We planned to get up in the middle of night and stake out a spot on the street to watch the Rose Bowl Parade before heading to the stadium to cheer on Purdue and star quarterback Drew Brees. That night, we celebrated the new year by watching the Time Square ball drop on TV from our hotel. I called my mother at 9:01 p.m. Pacific Time (12:01 Eastern Time) before getting a few hours of sleep and heading out for the parade.

In the 2015 to 2016 New Year’s Eve, we were aboard the aircraft carrier USS Yorktown in Charleston, South Carolina, where there were more than 1,000 people aboard the ship with live music and a massive fireworks display. Despite the crowd and the noise, I called my mother and even though we could barely hear each other over the din, we connected once again, for our New Year’s call.

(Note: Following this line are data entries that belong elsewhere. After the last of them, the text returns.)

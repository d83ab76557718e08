//! Error types and exit codes for vista-graph-engine
//!
//! Two families live here. [`GraphError`] is fatal and propagates with `?` up to
//! the CLI. The remaining record types are the non-fatal taxonomy: extraction
//! never aborts on them, it collects them into the run report instead.

use std::fmt;
use std::process::ExitCode;

use serde::Serialize;
use thiserror::Error;

use crate::merge::MergeFailure;

/// Main error type for vista-graph-engine operations
#[derive(Error, Debug)]
pub enum GraphError {
    #[error("File not found: {path}")]
    FileNotFound { path: String },

    #[error("IO error at {path}: {message}")]
    IoError { path: String, message: String },

    #[error("Configuration error: {message}")]
    ConfigError { message: String },

    #[error("Registry error: {message}")]
    RegistryError { message: String },

    /// A stage tried to register or resolve an entity tier out of order.
    #[error("Stage ordering violated: {message}")]
    StageError { message: String },

    #[error("Store error: {0}")]
    Store(#[from] StoreError),

    #[error("{0}")]
    MergeHalted(Box<MergeFailure>),

    #[error("Serialization error: {0}")]
    Json(#[from] serde_json::Error),

    #[error("IO error: {0}")]
    Io(#[from] std::io::Error),
}

impl GraphError {
    /// Convert error to a process exit code:
    /// - 0: Success
    /// - 1: File not found / IO error
    /// - 2: Configuration or registry error
    /// - 3: Stage ordering violation (internal)
    /// - 4: Store unavailable / merge halted
    pub fn exit_code(&self) -> ExitCode {
        match self {
            Self::FileNotFound { .. } | Self::IoError { .. } | Self::Io(_) => ExitCode::from(1),
            Self::ConfigError { .. } | Self::RegistryError { .. } | Self::Json(_) => {
                ExitCode::from(2)
            }
            Self::StageError { .. } => ExitCode::from(3),
            Self::Store(_) | Self::MergeHalted(_) => ExitCode::from(4),
        }
    }

    pub(crate) fn io(path: impl fmt::Display, err: std::io::Error) -> Self {
        if err.kind() == std::io::ErrorKind::NotFound {
            Self::FileNotFound {
                path: path.to_string(),
            }
        } else {
            Self::IoError {
                path: path.to_string(),
                message: err.to_string(),
            }
        }
    }
}

impl From<MergeFailure> for GraphError {
    fn from(failure: MergeFailure) -> Self {
        Self::MergeHalted(Box::new(failure))
    }
}

/// Result type alias for vista-graph-engine operations
pub type Result<T> = std::result::Result<T, GraphError>;

/// Failure reported by a [`crate::store::GraphStore`] write.
///
/// Transient failures are retried by the merge engine with bounded backoff;
/// permanent failures abort the batch and hand it back for replay.
#[derive(Error, Debug, Clone, PartialEq, Eq, Serialize)]
#[serde(tag = "class", rename_all = "snake_case")]
pub enum StoreError {
    #[error("transient store failure: {message}")]
    Transient { message: String },

    #[error("permanent store failure: {message}")]
    Permanent { message: String },
}

impl StoreError {
    pub fn transient(message: impl Into<String>) -> Self {
        Self::Transient {
            message: message.into(),
        }
    }

    pub fn permanent(message: impl Into<String>) -> Self {
        Self::Permanent {
            message: message.into(),
        }
    }

    pub fn is_transient(&self) -> bool {
        matches!(self, Self::Transient { .. })
    }
}

/// Why a dump line was rejected
#[derive(Debug, Clone, Copy, PartialEq, Eq, Serialize)]
#[serde(rename_all = "snake_case")]
pub enum DecodeFailure {
    /// Line does not start with `^`
    MissingCaret,
    /// Store name is empty or not a valid global name
    BadStoreName,
    /// Subscript list has no closing parenthesis
    UnterminatedSubscripts,
    /// A bare subscript is not a canonical number
    BadSubscript,
    /// No `=` after the reference
    MissingValue,
    /// Quoted value never closes, even after continuation lines
    UnterminatedValue,
    /// Value is neither quoted nor a canonical number
    BadValue,
    /// Line bytes are not UTF-8; the entry could not be reproduced
    InvalidUtf8,
}

impl fmt::Display for DecodeFailure {
    fn fmt(&self, f: &mut fmt::Formatter<'_>) -> fmt::Result {
        let text = match self {
            Self::MissingCaret => "line does not start with '^'",
            Self::BadStoreName => "invalid store name",
            Self::UnterminatedSubscripts => "unterminated subscript list",
            Self::BadSubscript => "bare subscript is not numeric",
            Self::MissingValue => "missing '=' and value",
            Self::UnterminatedValue => "unterminated quoted value",
            Self::BadValue => "value is neither quoted nor numeric",
            Self::InvalidUtf8 => "line is not valid UTF-8",
        };
        f.write_str(text)
    }
}

/// A malformed dump line. Skipped, counted, never fatal.
#[derive(Error, Debug, Clone, PartialEq, Eq, Serialize)]
#[error("{origin}:{line_number}: {reason}")]
pub struct DecodeError {
    pub origin: String,
    pub line_number: usize,
    pub reason: DecodeFailure,
    pub raw: String,
}

#[derive(Debug, Clone, Copy, PartialEq, Eq, Serialize)]
#[serde(rename_all = "snake_case")]
pub enum InconsistencyKind {
    PointerTargetMissing,
    VariablePointerTargetMissing,
    SubfileParentMissing,
    FieldWithoutFile,
    CrossReferenceIncomplete,
    DuplicateDefinition,
}

impl fmt::Display for InconsistencyKind {
    fn fmt(&self, f: &mut fmt::Formatter<'_>) -> fmt::Result {
        let text = match self {
            Self::PointerTargetMissing => "pointer target file does not exist",
            Self::VariablePointerTargetMissing => "variable pointer candidate file does not exist",
            Self::SubfileParentMissing => "subfile parent does not exist",
            Self::FieldWithoutFile => "field belongs to an undefined file",
            Self::CrossReferenceIncomplete => "cross-reference has logic but no definition",
            Self::DuplicateDefinition => "definition appears more than once",
        };
        f.write_str(text)
    }
}

/// Schema data that disagrees with itself. The entity is kept and the
/// relationship that depended on the missing piece is omitted.
#[derive(Error, Debug, Clone, PartialEq, Serialize)]
#[error("file {file_number}: {kind} ({detail})")]
pub struct SchemaInconsistency {
    pub kind: InconsistencyKind,
    pub file_number: String,
    pub field_number: Option<String>,
    pub detail: String,
}

/// Routine text that did not match the label grammar. The routine survives
/// as a minimal record flagged needs-review.
#[derive(Error, Debug, Clone, PartialEq, Eq, Serialize)]
#[error("routine {routine}: {reason}")]
pub struct ParseDegradation {
    pub routine: String,
    pub line_number: Option<usize>,
    pub reason: String,
}

/// Syntactic construct an unresolved reference came from
#[derive(Debug, Clone, Copy, PartialEq, Eq, Hash, Serialize)]
#[serde(rename_all = "snake_case")]
pub enum ConstructKind {
    Call,
    Invoke,
    Access,
}

#[derive(Debug, Clone, Copy, PartialEq, Eq, Hash, Serialize)]
#[serde(rename_all = "snake_case")]
pub enum UnresolvedReason {
    UnknownRoutine,
    UnknownLabel,
    UnknownDataStore,
    /// Target is computed at runtime (`@X`)
    Indirection,
    /// Naked global reference `^(...)`
    NakedReference,
    /// Code appears before the first label
    NoEnclosingLabel,
}

impl fmt::Display for UnresolvedReason {
    fn fmt(&self, f: &mut fmt::Formatter<'_>) -> fmt::Result {
        let text = match self {
            Self::UnknownRoutine => "unknown routine",
            Self::UnknownLabel => "unknown label",
            Self::UnknownDataStore => "unknown data store",
            Self::Indirection => "indirection",
            Self::NakedReference => "naked reference",
            Self::NoEnclosingLabel => "no enclosing label",
        };
        f.write_str(text)
    }
}

/// A call/invoke/access whose target could not be resolved. No edge is
/// emitted for it; this record is the trace.
#[derive(Error, Debug, Clone, PartialEq, Eq, Serialize)]
#[error("{routine}:{line_number} {construct:?} {target}: {reason}")]
pub struct UnresolvedReference {
    pub routine: String,
    pub label: Option<String>,
    pub line_number: usize,
    pub construct: ConstructKind,
    pub target: String,
    pub reason: UnresolvedReason,
    pub raw_line: String,
}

As we moved into this new decade, from 2019 to 2020, we rang in the new year locally at the Chautauqua Harbor Hotel. It was a fabulous evening with the usual first-class service that the Harbor Hotel is well known for.

My mother’s health had deteriorated in recent years but she always made sure to be by the phone at midnight on New Year’s. I stepped out of the ballroom at the hotel and called my sister’s house, where my mother was staying, and Mom answered the phone. I wished her a Happy New Year and she replied, “I knew you wouldn’t forget me.”

In those first few minutes of the new year, none of us knew what we would soon be facing in the year 2020. Nor did I know it would be the last time I would make my New Year’s call to my mother. In April of this year, my mother passed away. This has been a challenging year for us all. But losing a loved one was especially difficult since it was difficult to properly honor them and celebrate their life due to the pandemic.

As we look forward to closing out this year, like so many people, Kelly and I will be at home for New Year’s Eve. We will say goodbye to 2020 and look forward to the year ahead.

But as the clock strikes midnight, and we usher in 2021, I will start what will be a new tradition. I will take a moment to say a prayer and wish my mother a Happy New Year in Heaven.

May we all have a happy, healthy and better 2021.

George M. Borrello is a New York state senator representing Chautauqua, Cattaraugus, Allegany and a portion of Livingston County for District 57.